As use of the internet has grown and print advertising volume has declined, some weeklies have gone biweekly.  Others have gone monthly.  My subscription to Mediaweek suggests a new strategy: just deliver occasionally.

Reader neglect is the unfortunate byproduct of a struggling media model.  Nielsen is said to be considering consolidating its three trade weeklies (Adweek, Brandweek and Mediaweek), a move that hardly surprises me.  The company lost me last fall.  Here’s why.

I have read Mediaweek in print for several years, and my current two-year subscription runs through March 2010.  Although my chosen field is essentially magazines and books, I LIKE reading about other media (television, cable, radio and out-of-home, to name a few).  It makes me smarter, gives me reasons to think and makes me look good at certain cocktail parties.

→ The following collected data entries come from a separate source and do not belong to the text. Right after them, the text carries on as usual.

// Opponent-pattern and win-trading detection over the match history.
//
// Rules are checked in a fixed order and the first hit wins:
// frequency, then dominance, then 50-50 balance.

use std::sync::Arc;

use serde::Serialize;

use crate::db::{Database, MatchPattern, NewFlag, PlayerId};

/// Pair matches in the last 24h that make a pairing suspicious.
pub const MAX_PAIR_MATCHES_PER_DAY: i64 = 5;
/// Career matches before the dominance rule applies.
const DOMINANCE_MIN_PLAYER_MATCHES: i32 = 10;
/// Share of a career spent against one opponent.
const DOMINANCE_SHARE: f64 = 0.30;
/// Pair matches before the balance rule applies.
const BALANCE_MIN_PAIR_MATCHES: i32 = 10;
const BALANCE_LOW: f64 = 0.45;
const BALANCE_HIGH: f64 = 0.55;

/// Head-to-head results inspected for win trading.
pub const TRADING_LOOKBACK: i64 = 10;
const TRADING_MIN_RESULTS: usize = 3;
const TRADING_MIN_RUN: usize = 3;

#[derive(Debug, Clone, Copy, PartialEq, Eq, Serialize)]
#[serde(rename_all = "snake_case")]
pub enum PatternReason {
    OpponentFrequency,
    OpponentPercentage,
    FiftyFiftyBalance,
    WinTrading,
}

impl PatternReason {
    /// Value stored in `suspicious_activity.activity_type`.
    pub fn activity_type(self) -> &'static str {
        match self {
            PatternReason::OpponentFrequency => "opponent_frequency",
            PatternReason::OpponentPercentage => "opponent_percentage",
            PatternReason::FiftyFiftyBalance => "fifty_fifty_balance",
            PatternReason::WinTrading => "win_trading",
        }
    }

    /// Trust impact of an unresolved flag of this kind.
    pub fn trust_impact(self) -> i32 {
        match self {
            PatternReason::OpponentFrequency => -10,
            PatternReason::OpponentPercentage => -10,
            PatternReason::FiftyFiftyBalance => -15,
            PatternReason::WinTrading => -25,
        }
    }

    pub fn flag(
        self,
        match_id: &str,
        user_id: PlayerId,
        opponent_id: PlayerId,
        details: String,
    ) -> NewFlag {
        NewFlag {
            match_id: Some(match_id.to_string()),
            user_id,
            activity_type: self.activity_type().to_string(),
            opponent_id: Some(opponent_id),
            trust_score_impact: self.trust_impact(),
            details,
        }
    }
}

#[derive(Debug, Clone, Default, PartialEq, Serialize)]
pub struct PatternVerdict {
    pub suspicious: bool,
    pub reason: Option<PatternReason>,
    pub evidence: String,
}

impl PatternVerdict {
    fn hit(reason: PatternReason, evidence: String) -> Self {
        Self {
            suspicious: true,
            reason: Some(reason),
            evidence,
        }
    }
}

/// Classify a pairing from its pattern row and the player's career total.
/// No row means the pair has never played.
pub fn classify(pattern: Option<&MatchPattern>, player_total: i32) -> PatternVerdict {
    let Some(p) = pattern else {
        return PatternVerdict::default();
    };

    if p.matches_last_24h >= MAX_PAIR_MATCHES_PER_DAY {
        return PatternVerdict::hit(
            PatternReason::OpponentFrequency,
            format!("{} matches in 24h", p.matches_last_24h),
        );
    }

    if player_total >= DOMINANCE_MIN_PLAYER_MATCHES {
        let share = p.total_matches as f64 / player_total as f64;
        if share >= DOMINANCE_SHARE {
            return PatternVerdict::hit(
                PatternReason::OpponentPercentage,
                format!(
                    "{:.0}% of matches against one opponent ({}/{})",
                    share * 100.0,
                    p.total_matches,
                    player_total
                ),
            );
        }
    }

    if p.total_matches >= BALANCE_MIN_PAIR_MATCHES {
        let win_rate = p.wins as f64 / p.total_matches as f64;
        if (BALANCE_LOW..=BALANCE_HIGH).contains(&win_rate) {
            return PatternVerdict::hit(
                PatternReason::FiftyFiftyBalance,
                format!(
                    "{:.0}% win rate over {} matches",
                    win_rate * 100.0,
                    p.total_matches
                ),
            );
        }
    }

    PatternVerdict::default()
}

#[derive(Debug, Clone, Default, PartialEq, Serialize)]
pub struct TradingVerdict {
    /// False when there was too little history to judge.
    pub evaluated: bool,
    pub trading: bool,
    pub longest_run: usize,
    pub detail: String,
}

/// Look for a run of results where the winner flips every match.
/// `winners` is newest first; `None` is a draw and breaks any run.
pub fn classify_trading(winners: &[Option<PlayerId>]) -> TradingVerdict {
    if winners.len() < TRADING_MIN_RESULTS {
        return TradingVerdict {
            evaluated: false,
            trading: false,
            longest_run: 0,
            detail: format!("insufficient history ({} matches)", winners.len()),
        };
    }

    let mut longest = 0;
    let mut run = 0;
    let mut previous: Option<PlayerId> = None;
    for winner in winners {
        match (winner, previous) {
            (None, _) => run = 0,
            (Some(w), Some(p)) if *w != p => run += 1,
            (Some(_), _) => run = 1,
        }
        previous = *winner;
        longest = longest.max(run);
    }

    let trading = longest >= TRADING_MIN_RUN;
    let detail = if trading {
        format!("{longest} consecutive alternating results")
    } else {
        format!("longest alternating run {longest}")
    };
    TradingVerdict {
        evaluated: true,
        trading,
        longest_run: longest,
        detail,
    }
}

/// Storage-backed front for the pattern rules.
#[derive(Clone)]
pub struct PatternDetector {
    db: Arc<Database>,
}

impl PatternDetector {
    pub fn new(db: Arc<Database>) -> Self {
        Self { db }
    }

    /// Check the (player, opponent) direction as of `now` (unix seconds).
    pub async fn check_match_patterns(
        &self,
        player_id: PlayerId,
        opponent_id: PlayerId,
        now: i64,
    ) -> Result<PatternVerdict, sqlx::Error> {
        let player_total = self
            .db
            .get_career(player_id)
            .await?
            .map(|c| c.total_matches)
            .unwrap_or(0);
        let pattern = self.db.get_pattern(player_id, opponent_id, now).await?;
        Ok(classify(pattern.as_ref(), player_total))
    }

    /// Matches between the pair in the 24h before `now`.
    pub async fn recent_pair_matches(
        &self,
        a: PlayerId,
        b: PlayerId,
        now: i64,
    ) -> Result<i64, sqlx::Error> {
        Ok(self
            .db
            .get_pattern(a, b, now)
            .await?
            .map(|p| p.matches_last_24h)
            .unwrap_or(0))
    }

    pub async fn detect_win_trading(
        &self,
        a: PlayerId,
        b: PlayerId,
    ) -> Result<TradingVerdict, sqlx::Error> {
        let history = self.db.recent_head_to_head(a, b, TRADING_LOOKBACK).await?;
        let winners: Vec<Option<PlayerId>> = history.iter().map(|r| r.winner).collect();
        Ok(classify_trading(&winners))
    }
}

That would all be true today if Mediaweek actually came to me.  Unfortunately, I have spent about as much time waiting for my copies as I have reading them.  The problem became acute last fall, when my subscription just vanished.  I called, I wrote, but here’s what I got:

Oct 13
Dec 1
Feb 2
Feb 16
Feb 23
Mar 2
Mar 9

You’d think after receiving four issues in a row, I’d be a lock to finish out through 2010.  Alas, no.  I’m back in print limbo.  No issues have come since the beginning of March.

For those of you who write your own checks, Mediaweek costs $149 a year.  Will I renew my subscription in March 2010?  Hell, no.  Is it because I’d rather get my news online?  Not in the least.  It’s because I’d rather pay for a product I actually get.  Any magazine publisher should understand that.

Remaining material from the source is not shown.